大紀が「ただいま」と、帰ってきた。アカリが「おかえり」と笑顔で迎えている。二人とも、本当に嬉しそうだ。大紀がアカリにキスをした。その姿をじっと見た。家族じゃないんだ、と確かめながら。
大紀が陽気に「晩ご飯つくるよ」と言うけど、アカリは「私がつくるよ」と言い返して、具材を切り始めた。すると、大紀が背後に立って、アカリの手を使って、無理やり具材を切ろうとした。
「危ない! 私の手を切っちゃうでしょ!」
「ハハハ!」
見てはいけないものを見た気がして、俺は目を逸らした。二人は戯れながら、料理を続けた。俺は二人の会話に耳を澄ました。
「――アカリのホクロって、独特だよね」
「え?」
「首に変なホクロがあるけどさ、背中にも、線で結んだら正三角形になる位置に、ホクロがあるじゃん」
「へえ、自分じゃ気づかなかった」
「そりゃ他人にしか見えない位置についてるから」
三人で晩ご飯を食べた後、二人は身支度を整えた。
「出かけてくるね」
「俺もいきたい」
「この間、水族館に行っただろ?」
「今日はどこにいくの?」
聞いても答えてくれないと分かっていて、聞いた。案の定、「栄治は連れていけない場所」と言われた。

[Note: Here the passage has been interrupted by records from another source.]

use serde::{Deserialize, Serialize};
use strum_macros::{Display, EnumString};

use super::{ConfigAction, GroupId, Pubkey};

/// What a node announces itself as within a group
#[derive(
    Debug, Clone, Copy, PartialEq, Eq, Serialize, Deserialize, Display, EnumString,
)]
#[serde(rename_all = "lowercase")]
#[strum(serialize_all = "lowercase", ascii_case_insensitive)]
pub enum AnnounceKind {
    User,
    Producer,
}

/// The body of `POST /api/v1/group/announce`
#[derive(Debug, Clone, Serialize, Deserialize)]
pub struct AnnouncePayload {
    pub group_id: GroupId,
    pub action: ConfigAction,
    #[serde(rename = "type")]
    pub kind: AnnounceKind,
    pub memo: String,
}

/// The approval result the node records for an announced user
pub const ANNOUNCE_RESULT_APPROVED: &str = "APPROVED";

#[derive(Debug, Clone, Serialize, Deserialize)]
pub struct AnnouncedUser {
    #[serde(rename = "AnnouncedSignPubkey", default)]
    pub announced_sign_pubkey: Option<Pubkey>,
    #[serde(rename = "AnnouncedEncryptPubkey", default)]
    pub announced_encrypt_pubkey: Option<Pubkey>,
    #[serde(rename = "AnnouncerSign", default)]
    pub announcer_sign: Option<String>,
    #[serde(rename = "Result", default)]
    pub result: Option<String>,
    #[serde(rename = "Memo", default)]
    pub memo: Option<String>,
    #[serde(rename = "TimeStamp", default)]
    pub timestamp: Option<i64>,
}

impl AnnouncedUser {
    pub fn is_approved(&self) -> bool {
        self.result.as_deref() == Some(ANNOUNCE_RESULT_APPROVED)
    }
}

#[derive(Debug, Clone, Serialize, Deserialize)]
pub struct AnnouncedProducer {
    #[serde(rename = "AnnouncedPubkey", default)]
    pub announced_pubkey: Option<Pubkey>,
    #[serde(rename = "AnnouncerSign", default)]
    pub announcer_sign: Option<String>,
    #[serde(rename = "Result", default)]
    pub result: Option<String>,
    #[serde(rename = "Action", default)]
    pub action: Option<String>,
    #[serde(rename = "Memo", default)]
    pub memo: Option<String>,
    #[serde(rename = "TimeStamp", default)]
    pub timestamp: Option<i64>,
}

/// The body of `POST /api/v1/group/user`: the group owner approving or
/// expelling an announced user
#[derive(Debug, Clone, Serialize, Deserialize)]
pub struct UpdateUserPayload {
    pub user_pubkey: Pubkey,
    pub group_id: GroupId,
    pub action: ConfigAction,
}
use serde::{Deserialize, Serialize};
use std::{fmt::Display, ops::Deref};

/// A helper to stamp out trait implementations that promote coherence between
/// Rust strings and a given wrapper type
macro_rules! string_coherent {
    ($wrapper:ty) => {
        impl Deref for $wrapper {
            type Target = String;

            fn deref(&self) -> &Self::Target {
                &self.0
            }
        }

        impl From<&str> for $wrapper {
            fn from(value: &str) -> Self {
                Self(value.to_owned())
            }
        }

        impl From<String> for $wrapper {
            fn from(value: String) -> Self {
                Self(value)
            }
        }

        impl From<$wrapper> for String {
            fn from(value: $wrapper) -> Self {
                value.0
            }
        }

        impl PartialEq<String> for $wrapper {
            fn eq(&self, other: &String) -> bool {
                &self.0 == other
            }
        }

        impl PartialEq<$wrapper> for String {
            fn eq(&self, other: &$wrapper) -> bool {
                self == &other.0
            }
        }

        impl PartialEq<str> for $wrapper {
            fn eq(&self, other: &str) -> bool {
                &self.0 == other
            }
        }

        impl PartialEq<&str> for $wrapper {
            fn eq(&self, other: &&str) -> bool {
                &self.0 == *other
            }
        }

        impl Display for $wrapper {
            fn fmt(&self, f: &mut std::fmt::Formatter<'_>) -> std::fmt::Result {
                Display::fmt(&self.0, f)
            }
        }

        impl AsRef<str> for $wrapper {
            fn as_ref(&self) -> &str {
                &self.0
            }
        }
    };
}

/// The UUID-shaped identifier the node assigns to every group
#[repr(transparent)]
#[derive(
    Default, Clone, Debug, Serialize, Deserialize, PartialEq, Eq, Hash, PartialOrd, Ord,
)]
pub struct GroupId(pub String);

string_coherent!(GroupId);

/// The identifier of a transaction on a group's chain
#[repr(transparent)]
#[derive(
    Default, Clone, Debug, Serialize, Deserialize, PartialEq, Eq, Hash, PartialOrd, Ord,
)]
pub struct TrxId(pub String);

string_coherent!(TrxId);

/// A base64-encoded public key as the node renders it, used both for user and
/// producer identities
#[repr(transparent)]
#[derive(
    Default, Clone, Debug, Serialize, Deserialize, PartialEq, Eq, Hash, PartialOrd, Ord,
)]
pub struct Pubkey(pub String);

string_coherent!(Pubkey);

/// A JWT, aka a JSON Web Token, is a specialized string-encoding of a
/// particular format of JSON and an associated signature. The node issues
/// these and expects one back as the bearer credential on authorized routes.
///
/// See: <https://jwt.io/>
#[repr(transparent)]
#[derive(
    Default, Clone, Debug, Serialize, Deserialize, PartialEq, Eq, Hash, PartialOrd, Ord,
)]
pub struct Jwt(pub String);

string_coherent!(Jwt);
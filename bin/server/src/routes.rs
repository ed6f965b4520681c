//! Route registration.

use axum::Router;
use axum::extract::{Extension, State};
use axum::http::HeaderValue;
use axum::response::Response;
use std::path::Path;
use tower_http::services::ServeDir;
use tower_http::trace::TraceLayer;

use crate::auth::{AppState, found};
use crate::error::FilterError;
use crate::pipeline::{
    ActiveSession, AuthenticationFilter, Chain, MethodFilter, SessionFilter, TerminalHandler,
};

/// Builds the application router.
///
/// - `/` establishes a session and reports whether it is authenticated
/// - `/login` and `/login/` authenticate the session, then return to `/`
/// - `/static` serves files from `static_dir`
/// - the provider's own routes, such as the OIDC callback
pub fn router(state: AppState, static_dir: &Path) -> Router {
    let index_chain = Chain::builder()
        .filter(MethodFilter::read_only())
        .filter(SessionFilter::new(state.sessions.clone()))
        .filter(TerminalHandler::with_state(index, state.clone()))
        .build();

    let login_chain = Chain::builder()
        .filter(MethodFilter::read_only())
        .filter(AuthenticationFilter::new(
            state.sessions.clone(),
            state.provider.clone(),
        ))
        .filter(TerminalHandler::new(login_complete))
        .build();

    let router = Router::new()
        .route_service("/", index_chain)
        .route_service("/login", login_chain.clone())
        .route_service("/login/", login_chain)
        .nest_service("/static", ServeDir::new(static_dir));

    state
        .provider
        .register_routes(router)
        .layer(TraceLayer::new_for_http())
}

async fn index(
    State(state): State<AppState>,
    Extension(ActiveSession(id)): Extension<ActiveSession>,
) -> Result<&'static str, FilterError> {
    let authenticated = state
        .sessions
        .authenticated(&id)
        .map_err(|e| FilterError::SessionCheck {
            details: e.to_string(),
        })?;

    Ok(if authenticated {
        "You are signed in.\n"
    } else {
        "You are browsing anonymously.\n"
    })
}

async fn login_complete() -> Response {
    found(HeaderValue::from_static("/"))
}
//! Centralized server configuration.
//!
//! This module provides strongly-typed configuration for the server,
//! loaded via the `config` crate from an optional file overlaid with
//! environment variables. Nested keys use `__` as the separator, so
//! `OIDC__CLIENT_ID` sets `oidc.client_id`.
//!
//! See [`OidcConfig`](gatehouse_platform_access::OidcConfig) for the
//! identity provider settings.

use gatehouse_platform_access::OidcConfig;
use serde::Deserialize;
use std::net::SocketAddr;
use std::path::{Path, PathBuf};

use crate::error::ConfigError;

/// Environment variable naming an optional configuration file.
pub const CONFIG_FILE_ENV: &str = "GATEHOUSE_CONFIG";

/// Which authentication provider gates `/login`.
#[derive(Debug, Clone, Copy, PartialEq, Eq, Deserialize)]
#[serde(rename_all = "lowercase")]
pub enum AuthProviderKind {
    /// Every session that asks is authenticated.
    Anonymous,
    /// Sessions are authenticated through the OIDC authorization-code flow.
    Oidc,
}

/// Where session state lives.
#[derive(Debug, Clone, Copy, PartialEq, Eq, Deserialize)]
#[serde(rename_all = "lowercase")]
pub enum SessionProviderKind {
    /// Process memory; sessions do not survive a restart.
    Memory,
}

/// Server configuration composed from library configs.
#[derive(Debug, Deserialize)]
pub struct ServerConfig {
    /// Address the HTTP listener binds to.
    #[serde(default = "default_listen_addr")]
    pub listen_addr: SocketAddr,

    /// Directory served under `/static`.
    #[serde(default = "default_static_dir")]
    pub static_dir: PathBuf,

    /// Authentication provider selection.
    pub auth_provider: AuthProviderKind,

    /// Session store selection.
    pub session_provider: SessionProviderKind,

    /// OIDC configuration, required when `auth_provider` is `oidc`.
    #[serde(default)]
    pub oidc: Option<OidcConfig>,
}

fn default_listen_addr() -> SocketAddr {
    SocketAddr::from(([0, 0, 0, 0], 8080))
}

fn default_static_dir() -> PathBuf {
    PathBuf::from("static")
}

impl ServerConfig {
    /// Loads configuration from environment variables.
    ///
    /// # Errors
    ///
    /// Returns an error if required configuration is missing or invalid.
    pub fn from_env() -> Result<Self, ConfigError> {
        Self::load(None)
    }

    /// Loads configuration from `file`, if given, with environment
    /// variables taking precedence.
    ///
    /// The file format is inferred from its extension.
    ///
    /// # Errors
    ///
    /// Returns an error if the file cannot be read, or if required
    /// configuration is missing or invalid.
    pub fn load(file: Option<&Path>) -> Result<Self, ConfigError> {
        let mut builder = config::Config::builder();
        if let Some(path) = file {
            builder = builder.add_source(config::File::from(path));
        }

        let config: Self = builder
            .add_source(
                config::Environment::default()
                    .separator("__")
                    .try_parsing(true),
            )
            .build()?
            .try_deserialize()?;

        config.validate()?;
        Ok(config)
    }

    /// Checks the settings the selected providers depend on.
    ///
    /// # Errors
    ///
    /// Returns an error if OIDC is selected without a usable `oidc` section.
    pub fn validate(&self) -> Result<(), ConfigError> {
        match (self.auth_provider, &self.oidc) {
            (AuthProviderKind::Oidc, None) => Err(ConfigError::MissingOidc),
            (_, Some(oidc)) => oidc
                .validate()
                .map_err(|reason| ConfigError::InvalidOidc { reason }),
            (AuthProviderKind::Anonymous, None) => Ok(()),
        }
    }

    /// Path of the configuration file named by [`CONFIG_FILE_ENV`], if set.
    #[must_use]
    pub fn file_from_env() -> Option<PathBuf> {
        std::env::var_os(CONFIG_FILE_ENV).map(PathBuf::from)
    }
}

「ごめんな。悪いことしにいくわけじゃないから。留守番しといて」
無機質にドアが閉まる音が響く。一人になった俺の心に、裕太の火傷が浮かんだ。俺は無性に苛々して、目についた鋏を手にとった。
洗面台に向かって、鏡の中にいる気持ち悪い女みたいな俺を睨みながら、一気に髪を切り裂いた。無造作に揃った毛先がキモいから、棚の中にしまってあったバリカンで、ぜんぶ削ぎ落した。最後に鏡に映ったのは、マヌケな丸坊主の俺だった。哀れで、馬鹿馬鹿しくて、笑った。